> _Task instructions_:
A complete answer lists every line of the material where the string "dest" occurs.

═══ The records ═══

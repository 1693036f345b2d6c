//! Drop folder monitoring
//!
//! One `notify` subscription feeds a single event loop, so directory diffs
//! are processed strictly one after another. New entries settle once their
//! size has stopped changing across one stability interval, and settled
//! entries go out together when nothing else dropped is still growing.
//! Archives are extracted in place while the loop is paused.

use crate::naming;
use crate::services::archive_extractor::{ArchiveExtractor, ExtractionProgress};
use notify::{RecursiveMode, Watcher};
use romdock_common::events::{EventBus, RomdockEvent};
use std::collections::{HashMap, HashSet};
use std::path::{Path, PathBuf};
use std::time::Duration;
use thiserror::Error;
use tokio::sync::{mpsc, watch};
use tokio::task::JoinHandle;
use tokio_util::sync::CancellationToken;
use walkdir::WalkDir;

/// Watcher errors
#[derive(Debug, Error)]
pub enum WatcherError {
    #[error("Filesystem notification error: {0}")]
    Notify(#[from] notify::Error),

    #[error("IO error: {0}")]
    Io(#[from] std::io::Error),
}

/// Lifecycle of the watcher
#[derive(Debug, Clone, Copy, PartialEq, Eq)]
pub enum WatcherState {
    Idle,
    Watching,
    /// Monitoring paused while an archive is extracted
    ExtractingArchive,
}

#[derive(Debug)]
enum WatchMessage {
    DirectoryChanged,
    StabilityCheck { path: PathBuf, previous_size: u64 },
}

/// An arrival still waiting to settle
#[derive(Debug, Default)]
struct PendingEntry {
    /// Read as zero bytes on two consecutive checks
    empty: bool,
}

/// Monitors one import directory and reports settled files
pub struct DirectoryWatcher {
    dir: PathBuf,
    stability_interval: Duration,
    extractor: ArchiveExtractor,
    event_bus: EventBus,
    state: watch::Sender<WatcherState>,
}

impl DirectoryWatcher {
    pub fn new(dir: impl Into<PathBuf>, stability_interval: Duration, event_bus: EventBus) -> Self {
        let (state, _) = watch::channel(WatcherState::Idle);
        Self {
            dir: dir.into(),
            stability_interval,
            extractor: ArchiveExtractor::new(),
            event_bus,
            state,
        }
    }

    /// Observe state changes
    pub fn subscribe_state(&self) -> watch::Receiver<WatcherState> {
        self.state.subscribe()
    }

    /// Start monitoring
    ///
    /// Archives already present are extracted before monitoring begins. Their
    /// members and every other file already present go out as the first
    /// batch on `completed`. The returned task runs until `shutdown` fires.
    pub async fn start(
        self,
        completed: mpsc::Sender<Vec<PathBuf>>,
        shutdown: CancellationToken,
    ) -> Result<JoinHandle<()>, WatcherError> {
        tokio::fs::create_dir_all(&self.dir).await?;

        // Subscribe first so nothing dropped during the initial pass is missed
        let (tx, rx) = mpsc::unbounded_channel();
        let notify_tx = tx.clone();
        let mut fs_watcher = notify::recommended_watcher(move |res: notify::Result<notify::Event>| {
            match res {
                Ok(_) => {
                    let _ = notify_tx.send(WatchMessage::DirectoryChanged);
                }
                Err(e) => tracing::warn!("Filesystem notification error: {}", e),
            }
        })?;
        fs_watcher.watch(&self.dir, RecursiveMode::NonRecursive)?;

        let mut initial = Vec::new();
        for path in list_entries(&self.dir)? {
            if naming::is_archive(&path) {
                if let Some(members) = self.extract(&path).await {
                    initial.extend(members);
                }
            } else {
                initial.push(path);
            }
        }
        let known = list_entries(&self.dir)?;

        if !initial.is_empty() {
            tracing::info!(files = initial.len(), "Reporting files present at startup");
            let _ = completed.send(initial).await;
        }

        self.state.send_replace(WatcherState::Watching);
        tracing::info!(dir = %self.dir.display(), "Watching import directory");

        let handle = tokio::spawn(async move {
            // The notify watcher lives as long as the loop
            let _fs_watcher = fs_watcher;
            self.run(known, tx, rx, completed, shutdown).await;
        });
        Ok(handle)
    }

    async fn run(
        self,
        mut known: HashSet<PathBuf>,
        tx: mpsc::UnboundedSender<WatchMessage>,
        mut rx: mpsc::UnboundedReceiver<WatchMessage>,
        completed: mpsc::Sender<Vec<PathBuf>>,
        shutdown: CancellationToken,
    ) {
        let mut pending: HashMap<PathBuf, PendingEntry> = HashMap::new();
        let mut settled: Vec<PathBuf> = Vec::new();

        loop {
            let message = tokio::select! {
                _ = shutdown.cancelled() => break,
                message = rx.recv() => match message {
                    Some(message) => message,
                    None => break,
                },
            };

            match message {
                WatchMessage::DirectoryChanged => {
                    let current = match list_entries(&self.dir) {
                        Ok(current) => current,
                        Err(e) => {
                            tracing::warn!(dir = %self.dir.display(), "Listing import directory failed: {}", e);
                            continue;
                        }
                    };
                    for path in current.difference(&known) {
                        if !pending.contains_key(path) {
                            let size = entry_size(path).unwrap_or(0);
                            tracing::debug!(path = %path.display(), size, "New entry, waiting for it to settle");
                            pending.insert(path.clone(), PendingEntry::default());
                            self.schedule_check(&tx, path.clone(), size);
                        }
                    }
                    known = current;
                }
                WatchMessage::StabilityCheck { path, previous_size } => {
                    let Some(size) = entry_size(&path) else {
                        tracing::debug!(path = %path.display(), "Entry vanished before settling");
                        pending.remove(&path);
                        if !self.flush_when_quiet(&pending, &mut settled, &completed).await {
                            break;
                        }
                        continue;
                    };

                    if !is_settled(previous_size, size) {
                        if let Some(entry) = pending.get_mut(&path) {
                            entry.empty = previous_size == 0 && size == 0;
                        }
                        self.schedule_check(&tx, path, size);
                        // An entry that turned out empty no longer holds the batch back
                        if !self.flush_when_quiet(&pending, &mut settled, &completed).await {
                            break;
                        }
                        continue;
                    }

                    pending.remove(&path);
                    tracing::debug!(path = %path.display(), size, "Entry settled");

                    if naming::is_archive(&path) {
                        if let Some(members) = self.extract(&path).await {
                            // Extracted members are reported here, not as new arrivals
                            known.remove(&path);
                            for member in &members {
                                if let Some(top) = top_level_entry(&self.dir, member) {
                                    known.insert(top);
                                }
                            }
                            settled.extend(members);
                        }
                    } else {
                        settled.push(path);
                    }

                    if !self.flush_when_quiet(&pending, &mut settled, &completed).await {
                        break;
                    }
                }
            }
        }

        self.state.send_replace(WatcherState::Idle);
        tracing::info!(dir = %self.dir.display(), "Directory watcher stopped");
    }

    /// Report everything settled so far once no other arrival is still
    /// being written
    ///
    /// Files dropped together settle at different times; holding them until
    /// the drop is quiet keeps a disc image and its tracks in one batch.
    /// Returns false when the receiver is gone.
    async fn flush_when_quiet(
        &self,
        pending: &HashMap<PathBuf, PendingEntry>,
        settled: &mut Vec<PathBuf>,
        completed: &mpsc::Sender<Vec<PathBuf>>,
    ) -> bool {
        if settled.is_empty() || pending.values().any(|entry| !entry.empty) {
            return true;
        }
        let batch = std::mem::take(settled);
        tracing::debug!(files = batch.len(), "Reporting settled files");
        completed.send(batch).await.is_ok()
    }

    fn schedule_check(&self, tx: &mpsc::UnboundedSender<WatchMessage>, path: PathBuf, previous_size: u64) {
        let tx = tx.clone();
        let interval = self.stability_interval;
        tokio::spawn(async move {
            tokio::time::sleep(interval).await;
            let _ = tx.send(WatchMessage::StabilityCheck {
                path,
                previous_size,
            });
        });
    }

    /// Extract an archive with monitoring paused; None on failure
    async fn extract(&self, archive: &Path) -> Option<Vec<PathBuf>> {
        self.state.send_replace(WatcherState::ExtractingArchive);
        self.event_bus.emit_lossy(RomdockEvent::ArchiveInflationStarted {
            path: archive.to_path_buf(),
            timestamp: chrono::Utc::now(),
        });

        let (progress_tx, mut progress_rx) = mpsc::channel::<ExtractionProgress>(32);
        let bus = self.event_bus.clone();
        let relay = tokio::spawn(async move {
            while let Some(update) = progress_rx.recv().await {
                bus.emit_lossy(RomdockEvent::ArchiveInflationProgress {
                    path: update.archive,
                    completed: update.completed,
                    total: update.total,
                    timestamp: chrono::Utc::now(),
                });
            }
        });

        let dest = archive.parent().unwrap_or(&self.dir).to_path_buf();
        let result = self.extractor.extract(archive, &dest, Some(progress_tx)).await;
        let _ = relay.await;

        // Monitoring resumes whatever the outcome
        self.state.send_replace(WatcherState::Watching);

        match result {
            Ok(members) => Some(members),
            Err(e) => {
                tracing::warn!(archive = %archive.display(), "Archive extraction failed: {}", e);
                self.event_bus.emit_lossy(RomdockEvent::ArchiveInflationFailed {
                    path: archive.to_path_buf(),
                    reason: e.to_string(),
                    timestamp: chrono::Utc::now(),
                });
                None
            }
        }
    }
}

/// Settled when two consecutive readings agree and the file is not empty
///
/// Some synced filesystems report 0 bytes before the write starts.
pub fn is_settled(previous_size: u64, current_size: u64) -> bool {
    previous_size == current_size && current_size > 0
}

/// Visible top-level entries of a directory
fn list_entries(dir: &Path) -> std::io::Result<HashSet<PathBuf>> {
    let mut entries = HashSet::new();
    for entry in std::fs::read_dir(dir)? {
        let path = entry?.path();
        if !naming::is_hidden_or_marker(&path) {
            entries.insert(path);
        }
    }
    Ok(entries)
}

/// File size, or the total size of a dropped folder
fn entry_size(path: &Path) -> Option<u64> {
    let metadata = std::fs::metadata(path).ok()?;
    if !metadata.is_dir() {
        return Some(metadata.len());
    }
    Some(
        WalkDir::new(path)
            .into_iter()
            .filter_map(|e| e.ok())
            .filter_map(|e| e.metadata().ok())
            .filter(|m| m.is_file())
            .map(|m| m.len())
            .sum(),
    )
}

fn top_level_entry(dir: &Path, member: &Path) -> Option<PathBuf> {
    let relative = member.strip_prefix(dir).ok()?;
    relative.components().next().map(|c| dir.join(c))
}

═══

> _Solution to the exercise_:
        let dest = archive.parent().unwrap_or(&self.dir).to_path_buf();
        let result = self.extractor.extract(archive, &dest, Some(progress_tx)).await;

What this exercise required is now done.